This all fits in rather beautifully in a biblical narrative because, if you take it at face value, it seems God controls everything. Every move is calculated and predetermined by the Guy Upstairs, each event bearing proof of God’s omniscience. And in some form, isn’t that what chess attempts to mimic? Instead of one god, there are two, and each predicts the game based on a set of mathematical possibilities and tactical advantages. It only takes one move to impact the rest of the game.

Maybe I’m reading too much into it, but that’s inherent to critiquing movies. So when I found out that Norman Jewison would be at Ebertfest, I figured the time had come to stop guessing and ask the higher power behind Jesus Christ Superstar if the visual theme of chess was something he’d intended.

I thought I might have to go through a publicist or agent to get to ask Norman that question, but the only person he brought with him was his wife. This aptly demonstrates a sentiment that was repeated throughout Ebertfest: it’s not about the movie business; it’s for the love of movies.

I’d hoped for a proper sit-down interview, but in the frenzy of the festival, it never happened. Still, I was fortunate enough to get to ask him that very question during a discussion panel on choices filmmakers make. Here’s what he said:

“Every film that you make, you see the film in your mind’s eye. So that’s why the director can explain to actors and set designers and cameramen what they see, what film they’re making. Because it’s in your mind, in your imagination, it sometimes conjures up images that you get locked into. In Jesus Christ Superstar, I was making a rock opera. There’s only one line of dialogue in the film: ‘forgive them for they know not what they do.’ That’s the only line of dialogue, unlike everything else, which are songs and lyrics. So it’s about the good, the bad and the beautiful. It’s a rock opera. That’s all it is. It’s not a treatise that I was making. So, I was making this musical, and therefore, when it came to costuming and style and period, what period are you dealing with? Well, we’re dealing with today. That’s why I put tanks and planes and guns into the film. Because they’re contemporary. The work itself is contemporary, written by two young Englishmen. So, when it came to costuming, I was trying to do a mixture of biblical and contemporary. That’s the only thing I can say, because when the time came to make the film, I started to walk around the Holy Land, where the story originates, I guess that’s what affected me more than anything. And I was just listening to a walkman, singing to myself, and trying to visualize [it]. And I didn’t want to build big temples and places. I wanted to find them organically, because I felt this is what’s left of the Holy Land. These are the rocks and earth that people walked on. So I think that was it. I tried to give the Romans always a look, [with] the helmets. With the other characters, I tried to give them indications of period, but on top of that, it was all contemporary.
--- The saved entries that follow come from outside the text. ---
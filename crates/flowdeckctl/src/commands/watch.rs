use anyhow::{Context, Result};
use std::path::Path;
use std::sync::Arc;
use std::time::Duration;

use flowdeck_core::FlowEntry;
use flowdeck_store::{is_flow_document, FlowStore, WatchEvent, WatchEventKind};
use flowdeck_viz::{FlowListRenderer, RenderConfig};

use crate::output::{dim, render_config};

/// Print change batches and the refreshed listing until Ctrl-C
pub async fn execute(store: FlowStore, poll_interval: Duration) -> Result<()> {
    let flows_dir = store.layout().flows_dir();
    tokio::fs::create_dir_all(&flows_dir)
        .await
        .with_context(|| format!("Failed to create {}", flows_dir.display()))?;

    let store = Arc::new(store);
    let (handle, mut batches) = store
        .watch(poll_interval)
        .await
        .context("Failed to start watching")?;

    let config = render_config();
    println!(
        "Watching {} ({} flows). Press Ctrl-C to stop.",
        store.layout().documents_root().display(),
        store.flows().len()
    );
    println!("{}", listing(&store.flows(), &config));

    loop {
        tokio::select! {
            _ = tokio::signal::ctrl_c() => break,
            batch = batches.recv() => {
                let Some(batch) = batch else {
                    eprintln!("Watch stopped: documents root is no longer available");
                    break;
                };
                let root = store.layout().documents_root();
                for event in &batch {
                    println!("{}", describe(event, root));
                }
                println!("{}", dim(&listing(&store.flows(), &config)));
            }
        }
    }

    handle.stop().await;
    Ok(())
}

fn listing(flows: &[FlowEntry], config: &RenderConfig) -> String {
    FlowListRenderer::new(config.clone()).render(flows, None)
}

fn describe(event: &WatchEvent, root: &Path) -> String {
    let kind = match event.kind {
        WatchEventKind::Created => "created",
        WatchEventKind::Modified => "modified",
        WatchEventKind::Removed => "removed",
    };
    let path = event.path.strip_prefix(root).unwrap_or(&event.path);
    let marker = if is_flow_document(&event.path) { "*" } else { " " };
    format!("{} {:<8} {}", marker, kind, path.display())
}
It was a t-shirt and things. It was a mixture…it’s hard for me to describe it because it was many years ago, and I was much younger, and I was out in the desert in [inaudible] degrees. I was a little out of it, I guess…[laughing]..But yeah, it’s an interesting look. The picture does have an interesting look, and I like the look very much. I really think it works.”

Later, when the resplendent Chaz Ebert found out that I had not been scheduled to appear on a post-movie panel like other Far-Flung Correspondents, she asked if I had a preference. That’s how I got to co-interview Norman (with the lovely Anath White) on a panel after the showing of a film dear to his heart, Only You.

In retrospect, I wish I’d had more time to prepare questions. I’m good at ad-libbing jokes, but as a journalist, I like to blueprint my interviews. It didn’t matter much since Roger wanted us to ask him about specific things which, all told, made for great stories. That’s one thing I learned about Norman Jewison: the man sure knows how to tell a tale.

That’s why it’s difficult to pin him down to a style or genre. He cares more about the story than anything else, and he wants it to be told with as much compassion and humanity as possible.

One question I’m glad I asked him (and it was ad-libbed to boot) was about how he managed to get such iconic performances from actors. Case in point: Sidney Poitier, Steve McQueen, Cher and Ted Neeley, who’s still playing Jesus, if that’s any indication. In Norman’s response, which led some people to think he was flirting with me (I don’t see it), he said this:

“The relationship between a director and an actor is one of trust. That’s what it’s really about. It’s about the fact that the actor knows that the director trusts the actor, or the actor wouldn’t even be there. So you keep reminding the actor, ‘of all the people in the world, you are the one, you are the one to play this role, because I chose you.’…[Sidney] Poitier was always very concerned about Rod Steiger [while filming In the Heat of the Night]. He would say, ‘he can go over the top, you know. He can get too big.’ And I said, ‘I’ll watch him.’ When Rod Steiger won the Academy Award for his performance, I think it was recognized that he had given a performance in that picture from his heart that was very honest and deep and true. So I think it’s all about believability, isn’t it? And the end result is, do you believe that scene? Do you believe that person on the screen. That’s what the audience is asking themselves every moment they’re watching a picture.”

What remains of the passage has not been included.